I’m not going to lie – I hated the prospect of a ‘death-knock’. My stomach would be churning when I stood on the doorstep and I’m not alone, I’m sure, when I confess that sometimes, okay then, maybe every time, I wished no-one was in. And yet the reality of these situations most often didn’t merit the tremours beforehand. Ironically, these were often the jobs when you got the warmest reaction.
When someone dies it’s often important to those grieving that what has happened counts. That it matters to people other than the immediate family. That it is a tragedy, and that the life that’s lost is shown to have counted. To have mattered. The few paragraphs knocked out by a journalist at the Glamorgan Gazette when my grandfather died, long before I ever decided to embark on journalism as a career, were carefully cut out and placed in the family album, where it yellows still. His life could not, of course, be summarised in those six paragraphs but they helped us. We were proud to see them there. To see his name. And to have the sense that he was bigger than us and our feelings and that he counted.
When you’re training to be a journalist you’re told, in no uncertain terms by the tutors, to drink the tea. Never say no. No matter how dirty the cup (and I did get bitten by fleas on one job) or how revolting the brew (lapsang sou chong anyone?) you have to drink it. Because news doesn’t discriminate. News is what people are doing, why they’re doing it, where they’re doing it. News is at its most powerful and compulsive when it appears personal to you.

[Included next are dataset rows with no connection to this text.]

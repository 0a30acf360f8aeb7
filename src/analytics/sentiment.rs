//! Lexicon-based sentiment classification.
//!
//! Each message gets a compound polarity score in [-1, 1] from the VADER
//! lexicon/rule scorer (negation, intensifiers, punctuation emphasis, emoji
//! and slang), then a three-way label via [`classify`]. The labels are
//! returned alongside the counts in a [`SentimentReport`]; records are never
//! mutated.

use serde::{Deserialize, Serialize};
use vader_sentiment::SentimentIntensityAnalyzer;

use super::{AuthorFilter, filtered};
use crate::transcript::Transcript;

/// Compound scores strictly above this are Positive.
pub const POSITIVE_THRESHOLD: f64 = 0.05;

/// Compound scores strictly below this are Negative.
pub const NEGATIVE_THRESHOLD: f64 = -0.05;

/// Three-way sentiment label.
#[derive(Debug, Clone, Copy, PartialEq, Eq, Hash, Serialize, Deserialize)]
pub enum Sentiment {
    Positive,
    Neutral,
    Negative,
}

impl std::fmt::Display for Sentiment {
    fn fmt(&self, f: &mut std::fmt::Formatter<'_>) -> std::fmt::Result {
        match self {
            Sentiment::Positive => write!(f, "Positive"),
            Sentiment::Neutral => write!(f, "Neutral"),
            Sentiment::Negative => write!(f, "Negative"),
        }
    }
}

/// Classifies a compound polarity score.
///
/// The 0.05 boundaries are exclusive on both sides: a score of exactly
/// ±0.05 is Neutral. These exact thresholds are load-bearing for
/// compatibility with existing consumers.
pub fn classify(compound: f64) -> Sentiment {
    if compound > POSITIVE_THRESHOLD {
        Sentiment::Positive
    } else if compound < NEGATIVE_THRESHOLD {
        Sentiment::Negative
    } else {
        Sentiment::Neutral
    }
}

/// Message counts per label.
#[derive(Debug, Clone, Copy, Default, PartialEq, Eq, Serialize, Deserialize)]
pub struct SentimentCounts {
    pub positive: usize,
    pub neutral: usize,
    pub negative: usize,
}

impl SentimentCounts {
    /// Total labelled messages.
    pub fn total(&self) -> usize {
        self.positive + self.neutral + self.negative
    }
}

/// Per-record labels paired with their aggregate counts.
///
/// `labels[i]` belongs to the i-th record in scope, in transcript order.
#[derive(Debug, Clone, Default, PartialEq, Eq, Serialize)]
pub struct SentimentReport {
    pub labels: Vec<Sentiment>,
    pub counts: SentimentCounts,
}

/// Scores and classifies every message in scope.
///
/// The scorer is constructed fresh per invocation; nothing persists across
/// calls and the transcript is left untouched.
///
/// # Example
///
/// ```
/// use chatlens::analytics::{AuthorFilter, Sentiment, sentiment_analysis};
/// use chatlens::{Record, Transcript};
///
/// let transcript = Transcript::new(
///     vec![Record::new("Alice", "I love this, great work!")],
///     vec![],
/// );
///
/// let report = sentiment_analysis(&AuthorFilter::Overall, &transcript);
/// assert_eq!(report.labels, vec![Sentiment::Positive]);
/// assert_eq!(report.counts.positive, 1);
/// ```
pub fn sentiment_analysis(filter: &AuthorFilter, transcript: &Transcript) -> SentimentReport {
    let analyzer = SentimentIntensityAnalyzer::new();

    let mut report = SentimentReport::default();
    for record in filtered(filter, transcript) {
        let scores = analyzer.polarity_scores(&record.message);
        let compound = scores.get("compound").copied().unwrap_or(0.0);
        let label = classify(compound);

        match label {
            Sentiment::Positive => report.counts.positive += 1,
            Sentiment::Neutral => report.counts.neutral += 1,
            Sentiment::Negative => report.counts.negative += 1,
        }
        report.labels.push(label);
    }
    report
}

Nothing prepares you better for valuing the published word than learning your craft on your local paper. That’s where I did my indentures. On the Glamorgan Gazette. That meant that what I wrote was read by the person who served me fish and chips, was pored over by the receptionist in the library and caused a certain frisson of froideur when I once entered Maesteg Town Hall for a concert. I’m not sure my last review had won me any friends. But still, we drink the tea. The relationship continues.
When younger, I was sure that if something happened in my home patch then I would have gone to school with them. I realised this week just how many years I’ve spent in journalism when a major news story erupted in my home town and I didn’t go to school with the person involved but I had gone to school with their mother.

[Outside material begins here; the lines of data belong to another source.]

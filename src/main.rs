//! # chatlens CLI
//!
//! Command-line interface for the chatlens library.

use std::path::Path;
use std::process;
use std::time::Instant;

use clap::Parser as ClapParser;

use chatlens::analytics::AuthorFilter;
use chatlens::cli::Args;
use chatlens::report::{AnalysisReport, write_busy_users_csv};
use chatlens::{ChatlensError, Dialect, StopWords, TranscriptParser};

fn main() {
    if let Err(e) = run() {
        eprintln!("❌ Error: {}", e);
        process::exit(1);
    }
}

fn run() -> Result<(), ChatlensError> {
    let total_start = Instant::now();
    let args = <Args as ClapParser>::parse();

    let dialect: Dialect = args.dialect.into();
    let filter = AuthorFilter::from(args.user.as_str());

    println!("🔍 chatlens v{}", env!("CARGO_PKG_VERSION"));
    println!("━━━━━━━━━━━━━━━━━━━━━━━━━━━━━━━━━━");
    println!("📂 Input:   {}", args.input);
    println!("🕐 Dialect: {}", dialect);
    println!("👤 Scope:   {}", filter);
    println!();

    // Step 1: Parse
    println!("⏳ Parsing transcript...");
    let parse_start = Instant::now();
    let parser = TranscriptParser::new(dialect);
    let transcript = parser.parse(Path::new(&args.input))?;
    println!(
        "   {} records, {} lines skipped ({:.2}s)",
        transcript.len(),
        transcript.skipped().len(),
        parse_start.elapsed().as_secs_f64()
    );

    // Step 2: Load stop words (once, shared by all frequency operations)
    let stop_words = match &args.stop_words {
        Some(path) => StopWords::from_file(Path::new(path))?,
        None => StopWords::default_list(),
    };

    // Step 3: Run the analytics suite
    println!("📊 Analyzing...");
    let analyze_start = Instant::now();
    let report = AnalysisReport::build(&filter, &transcript, &stop_words);
    println!("   Done ({:.2}s)", analyze_start.elapsed().as_secs_f64());
    println!();

    print_summary(&report, args.top);

    // Step 4: Optional outputs
    if let Some(path) = &args.json {
        report.write_json(Path::new(path))?;
        println!("💾 Report written to {}", path);
    }
    if let Some(path) = &args.csv {
        write_busy_users_csv(&report, Path::new(path))?;
        println!("💾 Busy-users table written to {}", path);
    }

    println!();
    println!("✅ Done in {:.2}s", total_start.elapsed().as_secs_f64());
    Ok(())
}

fn print_summary(report: &AnalysisReport, top: usize) {
    println!("📈 Top Statistics ({})", report.filter);
    println!("   Messages:     {}", report.stats.messages);
    println!("   Words:        {}", report.stats.words);
    println!("   Media shared: {}", report.stats.media);
    println!("   Links shared: {}", report.stats.links);
    println!();

    if !report.busy_users.is_empty() {
        println!("👥 Most Active Users");
        for ((author, count), share) in report
            .busy_users
            .iter()
            .zip(&report.user_shares)
            .take(top)
        {
            println!("   {:<24} {:>6}  {:>6.2}%", author, count, share.percentage);
        }
        println!();
    }

    if !report.common_words.is_empty() {
        println!("💬 Most Common Words");
        for (word, count) in report.common_words.iter().take(top) {
            println!("   {:<24} {:>6}", word, count);
        }
        println!();
    }

    if !report.emoji.is_empty() {
        println!("😀 Emoji");
        for (emoji, count) in report.emoji.iter().take(top) {
            println!("   {:<8} {:>6}", emoji, count);
        }
        println!();
    }

    if !report.weekly_activity.is_empty() {
        println!("📅 Busiest Days");
        for (day, count) in &report.weekly_activity {
            println!("   {:<24} {:>6}", day, count);
        }
        println!();
    }

    println!("🎭 Sentiment");
    println!("   Positive: {}", report.sentiment.positive);
    println!("   Neutral:  {}", report.sentiment.neutral);
    println!("   Negative: {}", report.sentiment.negative);
}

Relationships and contacts. That’s what being a reporter is about. And it’s not so different to any other area of business too. Knowing people, talking to people, having relationships. That applies to all industries. Which is why I really struggle with the impression that the Leveson Inquiry, formed to investigate press standards and public life, is creating – that to speak to the press is a suspicious thing to do in itself.

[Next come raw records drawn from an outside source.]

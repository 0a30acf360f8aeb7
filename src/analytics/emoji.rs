//! Emoji frequency over the records in scope.

use unicode_segmentation::UnicodeSegmentation;

use super::{AuthorFilter, filtered, ranked_counts};
use crate::transcript::Transcript;

/// Counts every distinct emoji seen in scope, descending by count.
///
/// Messages are scanned grapheme-by-grapheme against the known emoji set,
/// so multi-codepoint emoji (skin tones, ZWJ sequences like 👨‍👩‍👧) count as
/// one. Ties keep their first-encounter order; the table covers every
/// distinct emoji, uncapped.
///
/// # Example
///
/// ```
/// use chatlens::analytics::{AuthorFilter, emoji_frequency};
/// use chatlens::{Record, Transcript};
///
/// let transcript = Transcript::new(vec![Record::new("Alice", "nice 😂😂🔥")], vec![]);
///
/// let emoji = emoji_frequency(&AuthorFilter::Overall, &transcript);
/// assert_eq!(emoji[0], ("😂".to_string(), 2));
/// assert_eq!(emoji[1], ("🔥".to_string(), 1));
/// ```
pub fn emoji_frequency(filter: &AuthorFilter, transcript: &Transcript) -> Vec<(String, usize)> {
    ranked_counts(
        filtered(filter, transcript)
            .flat_map(|r| r.message.graphemes(true))
            .filter(|g| emojis::get(g).is_some())
            .map(str::to_string),
    )
}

When did it ever become something sinful to speak to a journalist? When is it ever wrong to have a working relationship with a reporter? We’re professionals working in a professional world. There are examples when these relationships have been too close, or dysfunctional but let’s not contaminate the idea that any relationship with the press is suspect. It’s not. It’s actually essential to a free press and to ensuring that people’s stories are told, that grief and joy are registered.
This week I spoke to the Business Women’s Seminar along with Jemma Terry of Odgers Berndston and Melanie Hamer of Wendy Hopkins Family Law Practice compered by Carolyn Hitt. It was a wonderful gathering of Welsh women eager to network, to learn from each other and to build relationships.No-one was afraid to speak to the big bad wolf that is supposedly me and those like me. We all had a nice chat and a lovely cup of tea.